◆ **Problem statement**: Return all lines of the listing below that carry the word "ScenarioInjected".

◆ **Extracted data**:

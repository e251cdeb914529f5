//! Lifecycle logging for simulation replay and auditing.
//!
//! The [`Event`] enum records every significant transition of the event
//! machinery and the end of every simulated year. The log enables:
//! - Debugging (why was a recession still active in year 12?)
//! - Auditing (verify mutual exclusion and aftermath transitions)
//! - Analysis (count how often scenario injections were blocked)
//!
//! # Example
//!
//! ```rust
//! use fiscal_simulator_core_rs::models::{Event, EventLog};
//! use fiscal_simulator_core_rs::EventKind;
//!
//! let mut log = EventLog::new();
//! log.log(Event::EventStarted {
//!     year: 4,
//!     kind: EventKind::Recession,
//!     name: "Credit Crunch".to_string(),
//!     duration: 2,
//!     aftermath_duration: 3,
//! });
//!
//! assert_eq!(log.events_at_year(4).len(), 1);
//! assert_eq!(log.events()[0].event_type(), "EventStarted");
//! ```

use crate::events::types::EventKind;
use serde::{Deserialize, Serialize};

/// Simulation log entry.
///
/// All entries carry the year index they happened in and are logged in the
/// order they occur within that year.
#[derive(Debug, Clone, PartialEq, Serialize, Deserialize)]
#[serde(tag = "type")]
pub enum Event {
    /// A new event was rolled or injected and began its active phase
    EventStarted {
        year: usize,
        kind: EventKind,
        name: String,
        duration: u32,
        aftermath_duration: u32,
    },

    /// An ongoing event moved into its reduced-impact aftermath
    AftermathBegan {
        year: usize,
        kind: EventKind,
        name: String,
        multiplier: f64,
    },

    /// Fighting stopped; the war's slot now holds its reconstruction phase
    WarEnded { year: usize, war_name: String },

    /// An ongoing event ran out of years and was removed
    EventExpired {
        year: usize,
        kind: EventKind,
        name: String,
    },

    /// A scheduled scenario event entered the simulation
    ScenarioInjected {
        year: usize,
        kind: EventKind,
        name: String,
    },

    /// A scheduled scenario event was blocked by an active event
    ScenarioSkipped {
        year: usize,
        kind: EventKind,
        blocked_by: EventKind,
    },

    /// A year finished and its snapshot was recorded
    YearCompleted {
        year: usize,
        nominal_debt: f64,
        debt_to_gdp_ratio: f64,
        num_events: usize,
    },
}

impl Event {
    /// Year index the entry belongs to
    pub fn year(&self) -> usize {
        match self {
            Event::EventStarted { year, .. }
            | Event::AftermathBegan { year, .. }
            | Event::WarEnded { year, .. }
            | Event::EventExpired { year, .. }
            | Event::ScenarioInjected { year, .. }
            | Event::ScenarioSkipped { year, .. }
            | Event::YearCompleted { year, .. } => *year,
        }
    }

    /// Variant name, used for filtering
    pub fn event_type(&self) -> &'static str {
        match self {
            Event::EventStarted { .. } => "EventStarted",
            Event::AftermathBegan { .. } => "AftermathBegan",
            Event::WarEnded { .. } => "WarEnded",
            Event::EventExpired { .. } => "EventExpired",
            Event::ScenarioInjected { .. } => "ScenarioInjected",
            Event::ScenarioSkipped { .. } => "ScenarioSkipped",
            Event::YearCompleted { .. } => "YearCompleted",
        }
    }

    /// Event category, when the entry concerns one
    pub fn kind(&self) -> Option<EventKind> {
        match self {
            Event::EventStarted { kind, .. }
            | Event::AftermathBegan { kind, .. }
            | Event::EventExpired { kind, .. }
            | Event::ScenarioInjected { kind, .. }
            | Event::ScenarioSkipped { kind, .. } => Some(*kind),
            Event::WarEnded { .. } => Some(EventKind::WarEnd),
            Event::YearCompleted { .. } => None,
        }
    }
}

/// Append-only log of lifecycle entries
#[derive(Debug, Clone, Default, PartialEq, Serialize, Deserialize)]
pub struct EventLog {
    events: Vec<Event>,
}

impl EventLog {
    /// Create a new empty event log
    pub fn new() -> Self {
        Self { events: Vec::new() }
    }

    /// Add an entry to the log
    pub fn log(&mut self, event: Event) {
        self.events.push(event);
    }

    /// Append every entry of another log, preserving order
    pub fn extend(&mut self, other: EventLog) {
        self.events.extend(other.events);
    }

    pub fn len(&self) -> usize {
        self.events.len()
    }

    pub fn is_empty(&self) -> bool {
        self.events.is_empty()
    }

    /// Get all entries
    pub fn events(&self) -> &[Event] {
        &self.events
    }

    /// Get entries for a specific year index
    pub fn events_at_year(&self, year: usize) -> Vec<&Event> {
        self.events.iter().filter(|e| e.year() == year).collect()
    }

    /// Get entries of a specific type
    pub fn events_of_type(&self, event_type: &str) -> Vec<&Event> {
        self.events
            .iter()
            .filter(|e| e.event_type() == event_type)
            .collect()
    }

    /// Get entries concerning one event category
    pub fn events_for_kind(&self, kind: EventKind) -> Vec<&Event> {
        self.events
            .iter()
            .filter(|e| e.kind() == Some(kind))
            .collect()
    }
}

◆ **Answer to this task**:
    ScenarioInjected {
            | Event::ScenarioInjected { year, .. }
            Event::ScenarioInjected { .. } => "ScenarioInjected",
            | Event::ScenarioInjected { kind, .. }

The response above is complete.